これは★4.5。すごく……おもしろかった!っていうとサイコみたいだけど、おもしろかった。

時間を移動する系の作品って、「過去に干渉しない」「未来を変えない」といったお約束があるけど、本作は違う。過去からぐいぐい攻めてくる。これがおもしろい。

あとパク・シネちゃん可愛かった。

40.Fate/Grand Order 神聖円卓領域キャメロット前編

12月12日。チネチッタ川崎。初チネチッタ。

★2くらい。
ゲームのシナリオを元にした映画。映画よりもアニメ向けの脚本のように感じた。場面の切り替わりが早くて早くて…。尺が足りてないせいで、ストーリーが薄くなってしまっている感じ。

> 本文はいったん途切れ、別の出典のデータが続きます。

// File: crates/scatter-core/src/ticks.rs
// Summary: Tick layout and label formatting helpers.

use crate::scale::LinearScale;
use crate::scene::Tick;

/// Tick counts matched to the plot proportions.
pub const X_TICK_COUNT: usize = 10;
pub const Y_TICK_COUNT: usize = 8;

pub fn linspace(start: f64, end: f64, steps: usize) -> Vec<f64> {
    if steps < 2 {
        return vec![start, end];
    }
    let step = (end - start) / (steps as f64 - 1.0);
    (0..steps).map(|i| start + step * i as f64).collect()
}

/// Evenly spaced ticks across a scale's domain, projected to pixels.
pub fn ticks_for(scale: &LinearScale, count: usize) -> Vec<Tick> {
    let (d0, d1) = scale.domain();
    linspace(d0, d1, count)
        .into_iter()
        .map(|value| Tick {
            value,
            px: scale.to_px(value),
            label: format_tick(value),
        })
        .collect()
}

/// Compact tick label: grouped integers for large magnitudes, one decimal
/// otherwise.
pub fn format_tick(v: f64) -> String {
    if v.abs() >= 1000.0 {
        group_thousands(v.round() as i64)
    } else {
        let s = format!("{v:.1}");
        s.strip_suffix(".0").map(str::to_string).unwrap_or(s)
    }
}

/// Insert comma separators into an integer: 43613 -> "43,613".
pub fn group_thousands(n: i64) -> String {
    let neg = n < 0;
    let digits = n.unsigned_abs().to_string();
    let mut out = String::with_capacity(digits.len() + digits.len() / 3 + 1);
    for (i, ch) in digits.chars().enumerate() {
        if i > 0 && (digits.len() - i) % 3 == 0 {
            out.push(',');
        }
        out.push(ch);
    }
    if neg {
        format!("-{out}")
    } else {
        out
    }
}
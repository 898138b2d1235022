use std::time::Duration;

use criterion::{black_box, criterion_group, criterion_main, BatchSize, BenchmarkId, Criterion};
use scatter_core::dataset::{DataRecord, Dataset};
use scatter_core::dimension::XDimension;
use scatter_core::{scale, ChartState, Layout};

fn gen_dataset(n: usize) -> Dataset {
    let mut records = Vec::with_capacity(n);
    for i in 0..n {
        let t = i as f64;
        records.push(DataRecord {
            state: format!("State {i}"),
            abbr: format!("S{i}"),
            poverty: 9.0 + (t * 0.37).sin().abs() * 12.0,
            age: 30.0 + (t * 0.11).cos().abs() * 14.0,
            income: 40_000.0 + (t * 0.05).sin().abs() * 35_000.0,
            obesity: 20.0 + (t * 0.23).sin().abs() * 16.0,
            smokes: 9.0 + (t * 0.17).cos().abs() * 17.0,
            healthcare: 5.0 + (t * 0.29).sin().abs() * 17.0,
        });
    }
    Dataset::from_records(records)
}

fn bench_fit(c: &mut Criterion) {
    let mut group = c.benchmark_group("fit_x");
    for &n in &[51usize, 1_000usize, 10_000usize] {
        let ds = gen_dataset(n);
        group.bench_with_input(BenchmarkId::from_parameter(n), &n, |b, _| {
            b.iter(|| {
                let s = scale::fit_x(&ds, XDimension::Income, 110.0, 860.0).unwrap();
                black_box(s);
            })
        });
    }
    group.finish();
}

fn bench_scene(c: &mut Criterion) {
    let mut group = c.benchmark_group("scene_at");
    for &n in &[51usize, 1_000usize, 10_000usize] {
        let ds = gen_dataset(n);
        let state = ChartState::new(&ds, Layout::default()).unwrap();
        group.bench_with_input(BenchmarkId::from_parameter(n), &n, |b, _| {
            b.iter_batched(
                || state.clone(),
                |st| {
                    let scene = st.scene_at(&ds, Duration::ZERO);
                    black_box(scene.marks.len());
                },
                BatchSize::SmallInput,
            )
        });
    }
    group.finish();
}

criterion_group!(benches, bench_fit, bench_scene);
criterion_main!(benches);
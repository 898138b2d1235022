// File: crates/scatter-core/src/geometry.rs
// Summary: Lightweight geometry helpers for pixel math.

#[derive(Clone, Copy, Debug, PartialEq, Eq)]
pub struct RectI32 {
    pub left: i32,
    pub top: i32,
    pub right: i32,
    pub bottom: i32,
}

impl RectI32 {
    pub const fn from_ltrb(left: i32, top: i32, right: i32, bottom: i32) -> Self {
        Self { left, top, right, bottom }
    }
    pub const fn width(&self) -> i32 { self.right - self.left }
    pub const fn height(&self) -> i32 { self.bottom - self.top }
    pub fn center_x(&self) -> f32 { (self.left + self.right) as f32 * 0.5 }
    pub fn center_y(&self) -> f32 { (self.top + self.bottom) as f32 * 0.5 }
}

/// Axis-aligned rect in float pixels; used for hit areas.
#[derive(Clone, Copy, Debug, PartialEq)]
pub struct RectF32 {
    pub left: f32,
    pub top: f32,
    pub right: f32,
    pub bottom: f32,
}

impl RectF32 {
    pub const fn from_ltrb(left: f32, top: f32, right: f32, bottom: f32) -> Self {
        Self { left, top, right, bottom }
    }
    pub fn centered(cx: f32, cy: f32, width: f32, height: f32) -> Self {
        Self {
            left: cx - width * 0.5,
            top: cy - height * 0.5,
            right: cx + width * 0.5,
            bottom: cy + height * 0.5,
        }
    }
    pub fn contains(&self, x: f32, y: f32) -> bool {
        x >= self.left && x <= self.right && y >= self.top && y <= self.bottom
    }
}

なにより、心情の変化についていけない。というか心情描写が粗い…?やっぱりストーリー展開が早すぎるせいだよな…

宝具を使ったバトルもいまいち迫力に欠けたし、少し物足りなかった。

「私は王を殺さなければならない」
分かるよ、ゲームを知ってるから。でも映画の描写だと、動機付けのインプレッションが薄すぎたんだ…。

後編に期待したいです…。

41. The Fall(落下の王国)

12月13日。地上波(映画天国)の録画。★4くらい。

衣装すごい。背景(舞台?)すごい。ストーリーほんわか。優しい感じ。こんなふうに世界が優しければいいのに。

映画のストーリーの予備知識なしに見たから、入院している彼は誰だ(どんな人)?と探りながら見ていたけど、そのおかげでじっくり彼と付き合うことができたように思う。

想像に現実が混ざってくるあたり、おもしろかった。そして、現実(女の子)がスタントマンの彼の想像(物語)に介入してくるというのもまた、ストーリー上重要なポイントなんだなと感じた。

手元に置いておきたい作品ってあるけど、本作もそのうちの一つに入る。残念ながら流通してないみたいだけど。

ターセム監督の他の作品も見てみようかな。

と、いうわけで2020年に観た映画は41本!2021年はもう少し数を見たいな〜!